At 82, George Clinton is still recruiting the cream of new musicians and bringing old friends into the fold, as on excellent recent albums under the vintage band monikers, Parliament’s Medicaid Fraud Dogg and Funkadelic’s First Ya Gotta Shake The Gate, and he’s got the best catalog to draw from. You never know how many more chances you’ll get to be in the presence of greatness.
06/01/2024
Summer614 at the Commons: Scarface, MC Lyte, Bobby V, 8Ball and MJG, Chrisette Michele, Ro James
Columbus Commons, 160 S High St
June 1: 3 pm Doors
Tickets Starting at $60 at https://www.eventbrite.com/e/7th-annual-summer614-the-commons-tickets-776608917177
For seven years running, Summer614 has been the premier summer showcase for hip-hop and R&B fans of a certain age (let’s say around 5 years on either side of my own), and it returns with another stacked bill.
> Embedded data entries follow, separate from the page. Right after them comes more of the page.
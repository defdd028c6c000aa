/// Model-readable transcript of a piece of source.
///
/// Blank lines, full-line `//` comments and block comments are stripped
/// before transmission. Block comments are tracked line-wise from the
/// trimmed prefix (`/*`) and suffix (`*/`) only; comments opened and closed
/// mid-line are not recognized.
use crate::symbols::document::split_lines;

#[derive(Debug, Clone, PartialEq, Eq)]
pub struct Transcript {
    text: String,
    /// `index_map[i]` is the original line of transcript line `i`.
    index_map: Vec<usize>,
}

impl Transcript {
    pub fn encode(source: &str) -> Self {
        let mut text = String::new();
        let mut index_map = Vec::new();
        let mut in_block_comment = false;

        for (index, line) in split_lines(source).into_iter().enumerate() {
            let trimmed = line.trim();
            if trimmed.starts_with("/*") {
                in_block_comment = true;
            }
            if !trimmed.is_empty() && !in_block_comment && !trimmed.starts_with("//") {
                text.push_str(line);
                text.push('\n');
                index_map.push(index);
            }
            if trimmed.ends_with("*/") {
                in_block_comment = false;
            }
        }

        Self { text, index_map }
    }

    pub fn text(&self) -> &str {
        &self.text
    }

    pub fn is_empty(&self) -> bool {
        self.index_map.is_empty()
    }

    pub fn line_count(&self) -> usize {
        self.index_map.len()
    }

    /// Original line index of transcript line `index`.
    pub fn original_line(&self, index: usize) -> Option<usize> {
        self.index_map.get(index).copied()
    }

    pub fn index_map(&self) -> &[usize] {
        &self.index_map
    }
}
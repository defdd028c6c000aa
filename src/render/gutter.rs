/// Margin icons with a hover offering the fix.
use super::{Decoration, DisplayItem, FIX_COMMAND, ItemStore, RendererKind, fix_action, reveal_action, store_renderer};
use crate::inspection::Finding;
use crate::symbols::Document;

pub struct GutterIconRenderer {
    store: ItemStore,
}

store_renderer!(GutterIconRenderer, RendererKind::GutterIcons, to_items);

fn to_items(document: &Document, finding: &Finding) -> Vec<DisplayItem> {
    let hover = format!(
        "{}\n\n$(copilot) [{}](command:{FIX_COMMAND})",
        finding.problem.description, finding.solution
    );
    vec![DisplayItem {
        key: finding.key().to_string(),
        range: finding.indicator_range(),
        decoration: Decoration::GutterIcon { hover },
        actions: vec![
            fix_action(finding, RendererKind::GutterIcons),
            reveal_action(document, finding),
        ],
    }]
}

#[cfg(test)]
mod tests {
    use super::*;
    use crate::inspection::finding;

    #[test]
    fn test_hover_markdown() {
        let doc = Document::new("A.java", "");
        let items = to_items(&doc, &finding(4, "Use switch"));
        assert_eq!(
            items[0].decoration,
            Decoration::GutterIcon {
                hover: "problem at 4\n\n$(copilot) [Use switch](command:lminspect.fix)".to_string()
            }
        );
    }
}
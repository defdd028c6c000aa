/// Scroll-bar markers in the right lane.
use super::{Decoration, DisplayItem, ItemStore, RendererKind, reveal_action, store_renderer};
use crate::inspection::Finding;
use crate::symbols::Document;

pub struct RulerHighlightRenderer {
    store: ItemStore,
}

store_renderer!(RulerHighlightRenderer, RendererKind::RulerHighlights, to_items);

fn to_items(document: &Document, finding: &Finding) -> Vec<DisplayItem> {
    vec![DisplayItem {
        key: finding.key().to_string(),
        range: finding.indicator_range(),
        decoration: Decoration::RulerHighlight,
        actions: vec![reveal_action(document, finding)],
    }]
}
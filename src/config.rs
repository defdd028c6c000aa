/// Configuration module for lminspect.
///
/// Handles loading, validating, and providing default configuration values.
use std::path::Path;
use std::time::Duration;

use anyhow::{Context, Result};
use serde::{Deserialize, Serialize};
use tracing::{info, warn};

use crate::copilot::prompt::DEFAULT_END_MARK;
use crate::copilot::session::DEFAULT_MAX_ROUNDS;
use crate::inspector::DEFAULT_MAX_CONCURRENCIES;
use crate::render::RendererSettings;

pub const DEFAULT_CONFIG_PATH: &str = "config.json";

// ── Default value functions ──────────────────────────────────────────

fn default_endpoint() -> String {
    "https://api.openai.com/v1".to_string()
}

fn default_model_name() -> String {
    "gpt-4o".to_string()
}

fn default_api_key_env() -> String {
    "OPENAI_API_KEY".to_string()
}

fn default_max_rounds() -> usize {
    DEFAULT_MAX_ROUNDS
}

fn default_end_mark() -> String {
    DEFAULT_END_MARK.to_string()
}

fn default_debounce_ms() -> u64 {
    3000
}

fn default_rerender_debounce_ms() -> u64 {
    800
}

fn default_java_version() -> u32 {
    17
}

fn default_max_concurrencies() -> usize {
    DEFAULT_MAX_CONCURRENCIES
}

// ── Config structs ───────────────────────────────────────────────────

#[derive(Debug, Deserialize, Serialize, Clone, Default)]
pub struct Config {
    #[serde(default)]
    pub model: ModelConfig,

    #[serde(default)]
    pub inspection: InspectionConfig,

    #[serde(default)]
    pub renderer: RendererSettings,
}

#[derive(Debug, Deserialize, Serialize, Clone)]
pub struct ModelConfig {
    /// Base URL of an OpenAI-compatible API.
    #[serde(default = "default_endpoint")]
    pub endpoint: String,

    #[serde(default = "default_model_name")]
    pub name: String,

    /// Environment variable holding the API key; unset means no auth header.
    #[serde(default = "default_api_key_env")]
    pub api_key_env: String,

    /// Requests per conversation, the first one included.
    #[serde(default = "default_max_rounds")]
    pub max_rounds: usize,

    #[serde(default = "default_end_mark")]
    pub end_mark: String,
}

#[derive(Debug, Deserialize, Serialize, Clone)]
pub struct InspectionConfig {
    #[serde(default = "default_debounce_ms")]
    pub debounce_ms: u64,

    #[serde(default = "default_rerender_debounce_ms")]
    pub rerender_debounce_ms: u64,

    #[serde(default = "default_java_version")]
    pub java_version: u32,

    #[serde(default = "default_max_concurrencies")]
    pub max_concurrencies: usize,
}

// ── Default impls ────────────────────────────────────────────────────

impl Default for ModelConfig {
    fn default() -> Self {
        Self {
            endpoint: default_endpoint(),
            name: default_model_name(),
            api_key_env: default_api_key_env(),
            max_rounds: default_max_rounds(),
            end_mark: default_end_mark(),
        }
    }
}

impl Default for InspectionConfig {
    fn default() -> Self {
        Self {
            debounce_ms: default_debounce_ms(),
            rerender_debounce_ms: default_rerender_debounce_ms(),
            java_version: default_java_version(),
            max_concurrencies: default_max_concurrencies(),
        }
    }
}

// ── Config implementation ────────────────────────────────────────────

impl ModelConfig {
    /// API key from the configured environment variable, if set.
    #[must_use]
    pub fn api_key(&self) -> Option<String> {
        std::env::var(&self.api_key_env)
            .ok()
            .filter(|k| !k.is_empty())
    }
}

impl InspectionConfig {
    #[must_use]
    pub fn debounce(&self) -> Duration {
        Duration::from_millis(self.debounce_ms)
    }

    #[must_use]
    pub fn rerender_debounce(&self) -> Duration {
        Duration::from_millis(self.rerender_debounce_ms)
    }
}

impl Config {
    /// Load configuration from a JSON file.
    ///
    /// If `config_path` is empty, defaults to `"config.json"`.
    /// If the file does not exist, returns a default config and optionally
    /// generates a template file.
    pub fn load(config_path: &str) -> Result<Self> {
        let path = if config_path.is_empty() {
            DEFAULT_CONFIG_PATH
        } else {
            config_path
        };

        if !Path::new(path).exists() {
            info!("{path} not found, using defaults");
            let cfg = Self::default();

            // Generate template only for the default path
            if path == DEFAULT_CONFIG_PATH {
                match cfg.save(path) {
                    Ok(()) => info!("Generated config template: {path}"),
                    Err(e) => warn!("Failed to generate config template: {e}"),
                }
            }

            return Ok(cfg);
        }

        let data = std::fs::read_to_string(path)
            .with_context(|| format!("failed to read config: {path}"))?;

        let cfg: Config = match serde_json::from_str(&data) {
            Ok(c) => c,
            Err(e) => {
                warn!("Invalid JSON in {path}: {e}");
                warn!("Using default configuration");
                return Ok(Self::default());
            }
        };

        info!("Loaded configuration from {path}");
        Ok(cfg)
    }

    /// Save configuration to a JSON file.
    pub fn save(&self, path: &str) -> Result<()> {
        let data = serde_json::to_string_pretty(self).context("failed to marshal config")?;
        std::fs::write(path, data).with_context(|| format!("failed to write config: {path}"))?;
        Ok(())
    }

    /// Validate configuration values.
    pub fn validate(&self) -> Result<()> {
        anyhow::ensure!(self.model.max_rounds > 0, "model.max_rounds must be positive");
        anyhow::ensure!(
            !self.model.end_mark.trim().is_empty(),
            "model.end_mark must not be empty"
        );
        anyhow::ensure!(
            !self.model.endpoint.is_empty(),
            "model.endpoint must be specified"
        );
        anyhow::ensure!(
            self.inspection.max_concurrencies > 0,
            "inspection.max_concurrencies must be positive"
        );
        Ok(())
    }
}

// ── Tests ────────────────────────────────────────────────────────────
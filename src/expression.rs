//! `Expression`/`ExpressionChunk`: a registered boolean combinator over
//! sub-expressions, status transitions, and status comparisons.

use crate::key::Key;
use crate::reservoir::StatusComparison;

/// How an expression combines its elements.
#[derive(Debug, Clone, Copy, PartialEq, Eq, Hash)]
#[cfg_attr(feature = "serde", derive(serde::Serialize, serde::Deserialize))]
pub enum Logic {
    /// Unknown short-circuits, but is not treated as `False`: an `And`
    /// is `False` as soon as one element is `False`, `Unknown` if none
    /// are `False` but at least one is `Unknown`, else `True`.
    And,
    /// `True` as soon as one element is `True`, `Unknown` if none are
    /// `True` but at least one is `Unknown`, else `False`.
    Or,
}

/// One element of an [`ExpressionChunk`].
#[derive(Debug, Clone, Copy, PartialEq)]
#[cfg_attr(feature = "serde", derive(serde::Serialize, serde::Deserialize))]
pub enum Element {
    /// Another expression's result, optionally negated.
    SubExpression { expression: Key, invert: bool },
    /// A status's transition flag, optionally negated.
    StatusTransition { status: Key, invert: bool },
    /// A status comparison, optionally negated.
    StatusComparison { comparison: StatusComparison, invert: bool },
}

/// One registered expression: its combinator and ordered elements.
/// Stands in for both the expression header and its element storage —
/// the engine keeps them together since elements are never mutated
/// after registration, only replaced wholesale by re-registering the key.
#[derive(Debug, Clone)]
#[cfg_attr(feature = "serde", derive(serde::Serialize, serde::Deserialize))]
pub struct ExpressionChunk {
    logic: Logic,
    elements: Vec<Element>,
}

impl ExpressionChunk {
    /// Build a chunk from its combinator and elements. Does not
    /// validate non-emptiness or cycles — [`crate::evaluator::Evaluator::register_expression`]
    /// does that at the point a key is known.
    pub fn new(logic: Logic, elements: Vec<Element>) -> Self {
        Self { logic, elements }
    }

    /// This expression's combinator.
    pub const fn logic(&self) -> Logic {
        self.logic
    }

    /// This expression's elements, in registration order.
    pub fn elements(&self) -> &[Element] {
        &self.elements
    }
}

#[cfg(test)]
mod tests {
    use super::*;
    use crate::value::ComparisonOp;
    use crate::reservoir::Rhs;

    #[test]
    fn chunk_carries_its_elements_in_order() {
        let chunk = ExpressionChunk::new(
            Logic::And,
            vec![
                Element::StatusTransition { status: 1, invert: false },
                Element::StatusComparison {
                    comparison: StatusComparison::new(2, ComparisonOp::Eq, Rhs::Value(crate::value::StatusValue::Bool(true))),
                    invert: true,
                },
            ],
        );
        assert_eq!(chunk.logic(), Logic::And);
        assert_eq!(chunk.elements().len(), 2);
    }
}
//! `StatusValue`: a tagged, copy-by-value game-state scalar, and the
//! three-valued logic ([`Ternary`]) the rest of the engine is built on.

use crate::consts::EPSILON_MAGNITUDE;
use crate::error::CoercionError;
use crate::format::{Format, Kind};

/// Three-valued logic result. `Unknown` signals a kind mismatch, an
/// empty operand, or (for expressions) an unavailable dependency —
/// never coerced down to `false` (strict Kleene logic).
#[derive(Debug, Clone, Copy, PartialEq, Eq, Hash)]
#[cfg_attr(feature = "serde", derive(serde::Serialize, serde::Deserialize))]
pub enum Ternary {
    /// Definitely false.
    False,
    /// Definitely true.
    True,
    /// Could not be determined.
    Unknown,
}

impl Ternary {
    /// Lift a plain boolean into `Ternary`.
    pub const fn from_bool(b: bool) -> Ternary {
        if b {
            Ternary::True
        } else {
            Ternary::False
        }
    }

    /// `true` only for [`Ternary::True`].
    pub const fn is_true(&self) -> bool {
        matches!(self, Ternary::True)
    }

    /// `true` only for [`Ternary::False`].
    pub const fn is_false(&self) -> bool {
        matches!(self, Ternary::False)
    }

    /// `true` only for [`Ternary::Unknown`].
    pub const fn is_unknown(&self) -> bool {
        matches!(self, Ternary::Unknown)
    }
}

/// Result of comparing two values' magnitude.
#[derive(Debug, Clone, Copy, PartialEq, Eq, Hash)]
pub enum Order {
    /// Left operand is smaller.
    Less,
    /// Operands are equal (within the float epsilon band for floats).
    Equal,
    /// Left operand is larger.
    Greater,
    /// The operands could not be ordered (kind mismatch, empty operand,
    /// or an inexact cross-kind coercion).
    Failed,
}

/// A relational operator over two [`StatusValue`]s.
#[derive(Debug, Clone, Copy, PartialEq, Eq, Hash)]
#[cfg_attr(feature = "serde", derive(serde::Serialize, serde::Deserialize))]
pub enum ComparisonOp {
    /// `==`
    Eq,
    /// `!=`
    Ne,
    /// `<`
    Lt,
    /// `<=`
    Le,
    /// `>`
    Gt,
    /// `>=`
    Ge,
}

impl ComparisonOp {
    fn matches(&self, order: Order) -> Option<bool> {
        use Order::*;
        match (self, order) {
            (_, Failed) => None,
            (ComparisonOp::Eq, o) => Some(o == Equal),
            (ComparisonOp::Ne, o) => Some(o != Equal),
            (ComparisonOp::Lt, o) => Some(o == Less),
            (ComparisonOp::Le, o) => Some(o == Less || o == Equal),
            (ComparisonOp::Gt, o) => Some(o == Greater),
            (ComparisonOp::Ge, o) => Some(o == Greater || o == Equal),
        }
    }
}

/// An in-place assignment operator.
#[derive(Debug, Clone, Copy, PartialEq, Eq, Hash)]
#[cfg_attr(feature = "serde", derive(serde::Serialize, serde::Deserialize))]
pub enum AssignOp {
    /// Replace the current value with the operand.
    Copy,
    /// `+=`
    Add,
    /// `-=`
    Sub,
    /// `*=`
    Mul,
    /// `/=`
    Div,
    /// `%=`
    Mod,
    /// `|=`
    Or,
    /// `^=`
    Xor,
    /// `&=`
    And,
}

/// A discriminated, copy-by-value game-state scalar.
///
/// `Empty` carries no payload. Values never outlive the tick they were
/// read or computed in; they are not a handle into the [`crate::reservoir::Reservoir`].
#[derive(Debug, Clone, Copy, PartialEq)]
#[cfg_attr(feature = "serde", derive(serde::Serialize, serde::Deserialize))]
pub enum StatusValue {
    /// No payload.
    Empty,
    /// A single bit.
    Bool(bool),
    /// Zero-extended unsigned integer.
    Unsigned(u64),
    /// Sign-extended signed integer.
    Signed(i64),
    /// IEEE-754 double.
    Float(f64),
}

impl StatusValue {
    /// This value's [`Kind`].
    pub const fn kind(&self) -> Kind {
        match self {
            StatusValue::Empty => Kind::Empty,
            StatusValue::Bool(_) => Kind::Bool,
            StatusValue::Unsigned(_) => Kind::Unsigned,
            StatusValue::Signed(_) => Kind::Signed,
            StatusValue::Float(_) => Kind::Float,
        }
    }

    /// `true` for [`StatusValue::Empty`].
    pub const fn is_empty(&self) -> bool {
        matches!(self, StatusValue::Empty)
    }

    /// Truncate/zero-or-sign-extend this value into `width` bits and
    /// return the raw bit pattern used for packed storage. Callers must
    /// have already validated the value fits (via [`StatusValue::coerce`]);
    /// this never fails.
    pub(crate) fn to_bits(&self, width: u8) -> u64 {
        let mask = field_mask(width);
        match self {
            StatusValue::Empty => 0,
            StatusValue::Bool(b) => *b as u64,
            StatusValue::Unsigned(u) => u & mask,
            StatusValue::Signed(s) => (*s as u64) & mask,
            StatusValue::Float(f) => f.to_bits(),
        }
    }

    /// Reconstruct a value from raw storage bits, dispatching on `format`.
    pub(crate) fn from_bits(format: Format, bits: u64) -> StatusValue {
        match format.kind() {
            Kind::Empty => StatusValue::Empty,
            Kind::Bool => StatusValue::Bool(bits != 0),
            Kind::Unsigned => StatusValue::Unsigned(bits & field_mask(format.width())),
            Kind::Signed => {
                let width = format.width();
                let masked = bits & field_mask(width);
                StatusValue::Signed(sign_extend(masked, width))
            }
            Kind::Float => StatusValue::Float(f64::from_bits(bits)),
        }
    }

    /// Coerce this value into `format`, validating range/exactness.
    /// Returns the value in the representation
    /// (`Unsigned`/`Signed`/`Float`/`Bool`/`Empty`) that `format` names.
    pub fn coerce(&self, format: Format) -> Result<StatusValue, CoercionError> {
        match format.kind() {
            Kind::Empty => {
                if self.is_empty() {
                    Ok(StatusValue::Empty)
                } else {
                    Err(CoercionError::KindMismatch)
                }
            }
            Kind::Bool => match self {
                StatusValue::Bool(b) => Ok(StatusValue::Bool(*b)),
                _ => Err(CoercionError::KindMismatch),
            },
            Kind::Float => {
                let source = self.numeric_as_f64().ok_or(CoercionError::KindMismatch)?;
                if !round_trips_to_f64(self, source) {
                    return Err(CoercionError::Inexact);
                }
                Ok(StatusValue::Float(source))
            }
            Kind::Signed => {
                let value = self.numeric_as_i64()?;
                let width = format.width();
                let (min, max) = signed_range(width);
                if value < min || value > max {
                    Err(CoercionError::OutOfRange)
                } else {
                    Ok(StatusValue::Signed(value))
                }
            }
            Kind::Unsigned => {
                let value = self.numeric_as_u64()?;
                let max = field_mask(format.width());
                if value > max {
                    Err(CoercionError::OutOfRange)
                } else {
                    Ok(StatusValue::Unsigned(value))
                }
            }
        }
    }

    fn numeric_as_f64(&self) -> Option<f64> {
        match self {
            StatusValue::Unsigned(u) => Some(*u as f64),
            StatusValue::Signed(s) => Some(*s as f64),
            StatusValue::Float(f) => Some(*f),
            StatusValue::Bool(_) | StatusValue::Empty => None,
        }
    }

    fn numeric_as_i64(&self) -> Result<i64, CoercionError> {
        match self {
            StatusValue::Signed(s) => Ok(*s),
            StatusValue::Unsigned(u) => i64::try_from(*u).map_err(|_| CoercionError::OutOfRange),
            StatusValue::Float(f) => float_to_integral(*f).and_then(|f| {
                if f < i64::MIN as f64 || f > i64::MAX as f64 {
                    Err(CoercionError::OutOfRange)
                } else {
                    Ok(f as i64)
                }
            }),
            StatusValue::Bool(_) | StatusValue::Empty => Err(CoercionError::KindMismatch),
        }
    }

    fn numeric_as_u64(&self) -> Result<u64, CoercionError> {
        match self {
            StatusValue::Unsigned(u) => Ok(*u),
            StatusValue::Signed(s) => {
                if *s < 0 {
                    Err(CoercionError::OutOfRange)
                } else {
                    Ok(*s as u64)
                }
            }
            StatusValue::Float(f) => float_to_integral(*f).and_then(|f| {
                if f < 0.0 || f > u64::MAX as f64 {
                    Err(CoercionError::OutOfRange)
                } else {
                    Ok(f as u64)
                }
            }),
            StatusValue::Bool(_) | StatusValue::Empty => Err(CoercionError::KindMismatch),
        }
    }

    /// Combine `self` (the current value) with `rhs` under `op`,
    /// producing the value to be coerced into the target field's
    /// format. Does not itself enforce a field's declared width —
    /// callers run the result back through [`StatusValue::coerce`].
    pub fn assign(&self, op: AssignOp, rhs: &StatusValue) -> Result<StatusValue, CoercionError> {
        if op == AssignOp::Copy {
            return Ok(*rhs);
        }

        match (self, rhs) {
            (StatusValue::Bool(a), StatusValue::Bool(b)) => match op {
                AssignOp::Or => Ok(StatusValue::Bool(*a || *b)),
                AssignOp::Xor => Ok(StatusValue::Bool(*a ^ *b)),
                AssignOp::And => Ok(StatusValue::Bool(*a && *b)),
                _ => Err(CoercionError::KindMismatch),
            },
            (StatusValue::Unsigned(a), StatusValue::Unsigned(b)) => integer_op_u64(op, *a, *b),
            (StatusValue::Signed(a), StatusValue::Signed(b)) => integer_op_i64(op, *a, *b),
            (StatusValue::Float(a), StatusValue::Float(b)) => float_op(op, *a, *b),
            _ => Err(CoercionError::KindMismatch),
        }
    }

    /// Order `self` against `rhs`.
    pub fn pairwise_order(&self, rhs: &StatusValue) -> Order {
        match (self, rhs) {
            (StatusValue::Empty, _) | (_, StatusValue::Empty) => Order::Failed,
            (StatusValue::Bool(a), StatusValue::Bool(b)) => order_of(*a as u8, *b as u8),
            (StatusValue::Unsigned(a), StatusValue::Unsigned(b)) => order_of(*a, *b),
            (StatusValue::Signed(a), StatusValue::Signed(b)) => order_of(*a, *b),
            (StatusValue::Float(a), StatusValue::Float(b)) => float_order(*a, *b),
            (StatusValue::Bool(_), _) | (_, StatusValue::Bool(_)) => Order::Failed,
            _ => match (self.coerce(Format::FLOAT), rhs.coerce(Format::FLOAT)) {
                (Ok(StatusValue::Float(a)), Ok(StatusValue::Float(b))) => float_order(a, b),
                _ => Order::Failed,
            },
        }
    }

    /// Evaluate a [`ComparisonOp`] against `rhs`, producing [`Ternary::Unknown`]
    /// on any kind mismatch, empty operand, or inexact coercion.
    pub fn compare(&self, op: ComparisonOp, rhs: &StatusValue) -> Ternary {
        match op.matches(self.pairwise_order(rhs)) {
            Some(b) => Ternary::from_bool(b),
            None => Ternary::Unknown,
        }
    }
}

fn field_mask(width: u8) -> u64 {
    if width >= 64 {
        u64::MAX
    } else {
        (1u64 << width) - 1
    }
}

fn sign_extend(masked: u64, width: u8) -> i64 {
    if width >= 64 {
        return masked as i64;
    }
    let shift = 64 - width;
    ((masked << shift) as i64) >> shift
}

fn signed_range(width: u8) -> (i64, i64) {
    if width >= 64 {
        (i64::MIN, i64::MAX)
    } else {
        let max = (1i64 << (width - 1)) - 1;
        (-max - 1, max)
    }
}

fn order_of<T: PartialOrd>(a: T, b: T) -> Order {
    if a < b {
        Order::Less
    } else if a > b {
        Order::Greater
    } else {
        Order::Equal
    }
}

fn float_order(a: f64, b: f64) -> Order {
    let band = EPSILON_MAGNITUDE * f64::EPSILON;
    let diff = a - b;
    if diff.abs() <= band {
        Order::Equal
    } else if diff < 0.0 {
        Order::Less
    } else {
        Order::Greater
    }
}

/// `true` if `f` has no fractional part, i.e. it can in principle be
/// represented as an integer.
fn float_to_integral(f: f64) -> Result<f64, CoercionError> {
    if f.fract() == 0.0 && f.is_finite() {
        Ok(f)
    } else {
        Err(CoercionError::Inexact)
    }
}

/// `true` if converting `source` to `f64` and back recovers it within
/// `4 * f64::EPSILON`.
fn round_trips_to_f64(source: &StatusValue, as_float: f64) -> bool {
    let band = EPSILON_MAGNITUDE * f64::EPSILON;
    match source {
        StatusValue::Unsigned(u) => {
            let back = as_float as u64;
            let diff = (back as f64 - *u as f64).abs();
            diff <= band * (*u as f64).abs().max(1.0)
        }
        StatusValue::Signed(s) => {
            let back = as_float as i64;
            let diff = (back as f64 - *s as f64).abs();
            diff <= band * (*s as f64).abs().max(1.0)
        }
        StatusValue::Float(_) => true,
        StatusValue::Bool(_) | StatusValue::Empty => false,
    }
}

fn integer_op_u64(op: AssignOp, a: u64, b: u64) -> Result<StatusValue, CoercionError> {
    let result = match op {
        AssignOp::Add => a.checked_add(b).ok_or(CoercionError::OutOfRange)?,
        AssignOp::Sub => a.checked_sub(b).ok_or(CoercionError::OutOfRange)?,
        AssignOp::Mul => a.checked_mul(b).ok_or(CoercionError::OutOfRange)?,
        AssignOp::Div => {
            if b == 0 {
                return Err(CoercionError::DivideByZero);
            }
            a / b
        }
        AssignOp::Mod => {
            if b == 0 {
                return Err(CoercionError::DivideByZero);
            }
            a % b
        }
        AssignOp::Or => a | b,
        AssignOp::Xor => a ^ b,
        AssignOp::And => a & b,
        AssignOp::Copy => unreachable!(),
    };
    Ok(StatusValue::Unsigned(result))
}

fn integer_op_i64(op: AssignOp, a: i64, b: i64) -> Result<StatusValue, CoercionError> {
    let result = match op {
        AssignOp::Add => a.checked_add(b).ok_or(CoercionError::OutOfRange)?,
        AssignOp::Sub => a.checked_sub(b).ok_or(CoercionError::OutOfRange)?,
        AssignOp::Mul => a.checked_mul(b).ok_or(CoercionError::OutOfRange)?,
        AssignOp::Div => {
            if b == 0 {
                return Err(CoercionError::DivideByZero);
            }
            a.checked_div(b).ok_or(CoercionError::OutOfRange)?
        }
        AssignOp::Mod => {
            if b == 0 {
                return Err(CoercionError::DivideByZero);
            }
            a.checked_rem(b).ok_or(CoercionError::OutOfRange)?
        }
        AssignOp::Or => a | b,
        AssignOp::Xor => a ^ b,
        AssignOp::And => a & b,
        AssignOp::Copy => unreachable!(),
    };
    Ok(StatusValue::Signed(result))
}

fn float_op(op: AssignOp, a: f64, b: f64) -> Result<StatusValue, CoercionError> {
    let result = match op {
        AssignOp::Add => a + b,
        AssignOp::Sub => a - b,
        AssignOp::Mul => a * b,
        AssignOp::Div => {
            if b == 0.0 {
                return Err(CoercionError::DivideByZero);
            }
            a / b
        }
        AssignOp::Or | AssignOp::Xor | AssignOp::And | AssignOp::Mod => {
            return Err(CoercionError::KindMismatch)
        }
        AssignOp::Copy => unreachable!(),
    };
    Ok(StatusValue::Float(result))
}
Scarface, backed by a live band, brings a catalog that does thoughtfulness and raunch in equally considered measures, one of the most human bodies of work of the last 35 years of American music. 8Ball and MJG, early ambassadors for Memphis hip-hop, have three or four stone classics and a slew of great work on their other records. MC Lyte - the first woman rapper to release a full-length - also combines an enviable catalog with a well-honed stage show.
Bobby V had a string of back-to-back #1 albums in the mid-late ‘00s, and I still find myself singing along when one of those hits comes on. I remember Chrisette Michele’s debut extremely fondly, though I haven’t kept up with any of her later work. Ro James is the one act I don’t have any real familiarity with, and not mentioning or saying “Also plays” felt like a jab, but the songs I checked out while pulling this together have a nice, hazy summer jam feeling.
Poetry
Hops on High: SpellBound: A Fabulous Poetry Brew
889 N High St
June 1: 12 pm and 5 pm
Free
For all of the jokes about what Gallery Hop has turned into, it still makes space for interesting, local work, and this is an example of exactly what I hope to see more of. This month’s installment of the Short North Arts District’s Hops on High series finds them collaborating with The Poetry Cauldron, which has picked up the Writers’ Block mantle on Wednesdays at Kafe Kerouac and continued running with it with style, grace, and warmth; and SandWitch Arts, the new project/promoting/we’ll see what it grows into collaboration of two of Columbus’ greatest writers and organizers, Su Flatt and Zach Hannah. With a stacked lineup of poets spread over two shows, this is a can’t-miss.
Krista Smith MC’s the noon show, featuring poets Jessie Scrimager Galloway, Nathan Cintax, Ryan Terron Lear, and Christina Szuch. The 5 pm show has Travis Mclerking at the helm with the poets Princess, Shawn, Ophelia Lapin, and Su Flatt.